Data for processing START

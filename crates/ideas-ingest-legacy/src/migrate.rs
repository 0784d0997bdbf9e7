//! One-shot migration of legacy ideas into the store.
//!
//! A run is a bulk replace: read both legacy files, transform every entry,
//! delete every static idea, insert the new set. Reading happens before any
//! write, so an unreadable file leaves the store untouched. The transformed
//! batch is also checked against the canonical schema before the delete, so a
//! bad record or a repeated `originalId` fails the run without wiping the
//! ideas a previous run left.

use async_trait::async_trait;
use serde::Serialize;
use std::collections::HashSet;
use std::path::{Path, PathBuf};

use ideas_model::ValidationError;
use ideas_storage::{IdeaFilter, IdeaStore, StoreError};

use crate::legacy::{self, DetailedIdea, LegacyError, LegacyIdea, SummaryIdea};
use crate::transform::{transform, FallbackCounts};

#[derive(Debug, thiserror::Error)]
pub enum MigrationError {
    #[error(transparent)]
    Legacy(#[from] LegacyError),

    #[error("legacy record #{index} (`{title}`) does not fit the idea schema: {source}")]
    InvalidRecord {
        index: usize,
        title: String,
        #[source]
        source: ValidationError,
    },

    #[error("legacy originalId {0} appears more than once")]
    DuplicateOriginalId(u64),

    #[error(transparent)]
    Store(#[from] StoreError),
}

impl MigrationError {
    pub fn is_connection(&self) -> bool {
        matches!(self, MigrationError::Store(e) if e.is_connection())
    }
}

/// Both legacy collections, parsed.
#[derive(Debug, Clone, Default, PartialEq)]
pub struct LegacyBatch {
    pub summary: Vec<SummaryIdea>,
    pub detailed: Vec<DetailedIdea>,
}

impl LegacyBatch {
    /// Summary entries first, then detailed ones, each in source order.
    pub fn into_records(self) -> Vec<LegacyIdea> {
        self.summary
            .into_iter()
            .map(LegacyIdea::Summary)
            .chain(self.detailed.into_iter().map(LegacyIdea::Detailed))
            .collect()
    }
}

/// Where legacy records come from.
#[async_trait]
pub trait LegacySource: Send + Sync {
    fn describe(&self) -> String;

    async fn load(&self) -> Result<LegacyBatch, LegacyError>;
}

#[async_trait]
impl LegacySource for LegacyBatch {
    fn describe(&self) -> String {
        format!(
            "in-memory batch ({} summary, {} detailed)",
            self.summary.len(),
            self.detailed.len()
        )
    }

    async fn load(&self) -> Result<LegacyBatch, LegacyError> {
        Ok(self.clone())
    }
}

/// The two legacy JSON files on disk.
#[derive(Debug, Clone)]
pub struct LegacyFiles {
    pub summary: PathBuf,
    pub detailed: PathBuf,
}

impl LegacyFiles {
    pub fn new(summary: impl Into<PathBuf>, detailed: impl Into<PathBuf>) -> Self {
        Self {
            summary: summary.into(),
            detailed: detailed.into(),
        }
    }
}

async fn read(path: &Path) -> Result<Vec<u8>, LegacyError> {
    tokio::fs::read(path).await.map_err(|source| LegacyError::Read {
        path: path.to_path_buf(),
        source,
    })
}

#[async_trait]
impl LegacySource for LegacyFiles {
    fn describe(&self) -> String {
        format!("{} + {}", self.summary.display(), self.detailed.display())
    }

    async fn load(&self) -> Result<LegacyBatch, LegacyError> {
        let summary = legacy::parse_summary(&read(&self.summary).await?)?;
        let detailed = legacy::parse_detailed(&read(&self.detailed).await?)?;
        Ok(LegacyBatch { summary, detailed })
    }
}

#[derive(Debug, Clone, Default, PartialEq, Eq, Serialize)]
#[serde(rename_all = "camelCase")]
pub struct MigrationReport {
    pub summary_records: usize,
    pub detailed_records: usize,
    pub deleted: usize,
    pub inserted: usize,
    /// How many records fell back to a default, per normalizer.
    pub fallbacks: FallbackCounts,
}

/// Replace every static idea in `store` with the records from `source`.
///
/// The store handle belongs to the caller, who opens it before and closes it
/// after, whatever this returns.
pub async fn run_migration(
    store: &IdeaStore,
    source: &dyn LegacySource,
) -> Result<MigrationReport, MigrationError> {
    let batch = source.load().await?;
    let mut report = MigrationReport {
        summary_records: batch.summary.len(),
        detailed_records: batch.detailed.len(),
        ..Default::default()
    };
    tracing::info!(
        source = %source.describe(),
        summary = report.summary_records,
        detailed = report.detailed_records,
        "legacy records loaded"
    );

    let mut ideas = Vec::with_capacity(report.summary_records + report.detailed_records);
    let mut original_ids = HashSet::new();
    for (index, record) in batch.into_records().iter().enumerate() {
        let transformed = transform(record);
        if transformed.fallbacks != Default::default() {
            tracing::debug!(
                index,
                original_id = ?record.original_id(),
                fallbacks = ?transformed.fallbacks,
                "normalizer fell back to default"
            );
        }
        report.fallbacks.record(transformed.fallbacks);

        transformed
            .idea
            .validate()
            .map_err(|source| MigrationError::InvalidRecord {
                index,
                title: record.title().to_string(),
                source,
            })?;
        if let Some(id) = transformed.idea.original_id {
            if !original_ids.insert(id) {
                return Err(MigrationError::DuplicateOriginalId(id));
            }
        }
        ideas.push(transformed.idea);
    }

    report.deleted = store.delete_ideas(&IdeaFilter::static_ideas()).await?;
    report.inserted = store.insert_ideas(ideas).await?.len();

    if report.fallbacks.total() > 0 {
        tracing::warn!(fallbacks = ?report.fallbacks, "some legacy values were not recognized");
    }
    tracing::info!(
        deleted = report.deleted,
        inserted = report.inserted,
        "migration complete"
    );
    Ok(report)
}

Data for processing END

* Work item *
Line by line, set down the material exactly as given.

* Worked solution *
filename crates/ideas-ingest-legacy/src/migrate.rs
repository 0784d0997bdbf9e7
//! One-shot migration of legacy ideas into the store.
//!
//! A run is a bulk replace: read both legacy files, transform every entry,
//! delete every static idea, insert the new set. Reading happens before any
//! write, so an unreadable file leaves the store untouched. The transformed
//! batch is also checked against the canonical schema before the delete, so a
//! bad record or a repeated `originalId` fails the run without wiping the
//! ideas a previous run left.

use async_trait::async_trait;
use serde::Serialize;
use std::collections::HashSet;
use std::path::{Path, PathBuf};

use ideas_model::ValidationError;
use ideas_storage::{IdeaFilter, IdeaStore, StoreError};

use crate::legacy::{self, DetailedIdea, LegacyError, LegacyIdea, SummaryIdea};
use crate::transform::{transform, FallbackCounts};

#[derive(Debug, thiserror::Error)]
pub enum MigrationError {
    #[error(transparent)]
    Legacy(#[from] LegacyError),

    #[error("legacy record #{index} (`{title}`) does not fit the idea schema: {source}")]
    InvalidRecord {
        index: usize,
        title: String,
        #[source]
        source: ValidationError,
    },

    #[error("legacy originalId {0} appears more than once")]
    DuplicateOriginalId(u64),

    #[error(transparent)]
    Store(#[from] StoreError),
}

impl MigrationError {
    pub fn is_connection(&self) -> bool {
        matches!(self, MigrationError::Store(e) if e.is_connection())
    }
}

/// Both legacy collections, parsed.
#[derive(Debug, Clone, Default, PartialEq)]
pub struct LegacyBatch {
    pub summary: Vec<SummaryIdea>,
    pub detailed: Vec<DetailedIdea>,
}

impl LegacyBatch {
    /// Summary entries first, then detailed ones, each in source order.
    pub fn into_records(self) -> Vec<LegacyIdea> {
        self.summary
            .into_iter()
            .map(LegacyIdea::Summary)
            .chain(self.detailed.into_iter().map(LegacyIdea::Detailed))
            .collect()
    }
}

/// Where legacy records come from.
#[async_trait]
pub trait LegacySource: Send + Sync {
    fn describe(&self) -> String;

    async fn load(&self) -> Result<LegacyBatch, LegacyError>;
}

#[async_trait]
impl LegacySource for LegacyBatch {
    fn describe(&self) -> String {
        format!(
            "in-memory batch ({} summary, {} detailed)",
            self.summary.len(),
            self.detailed.len()
        )
    }

    async fn load(&self) -> Result<LegacyBatch, LegacyError> {
        Ok(self.clone())
    }
}

/// The two legacy JSON files on disk.
#[derive(Debug, Clone)]
pub struct LegacyFiles {
    pub summary: PathBuf,
    pub detailed: PathBuf,
}

impl LegacyFiles {
    pub fn new(summary: impl Into<PathBuf>, detailed: impl Into<PathBuf>) -> Self {
        Self {
            summary: summary.into(),
            detailed: detailed.into(),
        }
    }
}

async fn read(path: &Path) -> Result<Vec<u8>, LegacyError> {
    tokio::fs::read(path).await.map_err(|source| LegacyError::Read {
        path: path.to_path_buf(),
        source,
    })
}

#[async_trait]
impl LegacySource for LegacyFiles {
    fn describe(&self) -> String {
        format!("{} + {}", self.summary.display(), self.detailed.display())
    }

    async fn load(&self) -> Result<LegacyBatch, LegacyError> {
        let summary = legacy::parse_summary(&read(&self.summary).await?)?;
        let detailed = legacy::parse_detailed(&read(&self.detailed).await?)?;
        Ok(LegacyBatch { summary, detailed })
    }
}

#[derive(Debug, Clone, Default, PartialEq, Eq, Serialize)]
#[serde(rename_all = "camelCase")]
pub struct MigrationReport {
    pub summary_records: usize,
    pub detailed_records: usize,
    pub deleted: usize,
    pub inserted: usize,
    /// How many records fell back to a default, per normalizer.
    pub fallbacks: FallbackCounts,
}

/// Replace every static idea in `store` with the records from `source`.
///
/// The store handle belongs to the caller, who opens it before and closes it
/// after, whatever this returns.
pub async fn run_migration(
    store: &IdeaStore,
    source: &dyn LegacySource,
) -> Result<MigrationReport, MigrationError> {
    let batch = source.load().await?;
    let mut report = MigrationReport {
        summary_records: batch.summary.len(),
        detailed_records: batch.detailed.len(),
        ..Default::default()
    };
    tracing::info!(
        source = %source.describe(),
        summary = report.summary_records,
        detailed = report.detailed_records,
        "legacy records loaded"
    );

    let mut ideas = Vec::with_capacity(report.summary_records + report.detailed_records);
    let mut original_ids = HashSet::new();
    for (index, record) in batch.into_records().iter().enumerate() {
        let transformed = transform(record);
        if transformed.fallbacks != Default::default() {
            tracing::debug!(
                index,
                original_id = ?record.original_id(),
                fallbacks = ?transformed.fallbacks,
                "normalizer fell back to default"
            );
        }
        report.fallbacks.record(transformed.fallbacks);

        transformed
            .idea
            .validate()
            .map_err(|source| MigrationError::InvalidRecord {
                index,
                title: record.title().to_string(),
                source,
            })?;
        if let Some(id) = transformed.idea.original_id {
            if !original_ids.insert(id) {
                return Err(MigrationError::DuplicateOriginalId(id));
            }
        }
        ideas.push(transformed.idea);
    }

    report.deleted = store.delete_ideas(&IdeaFilter::static_ideas()).await?;
    report.inserted = store.insert_ideas(ideas).await?.len();

    if report.fallbacks.total() > 0 {
        tracing::warn!(fallbacks = ?report.fallbacks, "some legacy values were not recognized");
    }
    tracing::info!(
        deleted = report.deleted,
        inserted = report.inserted,
        "migration complete"
    );
    Ok(report)
}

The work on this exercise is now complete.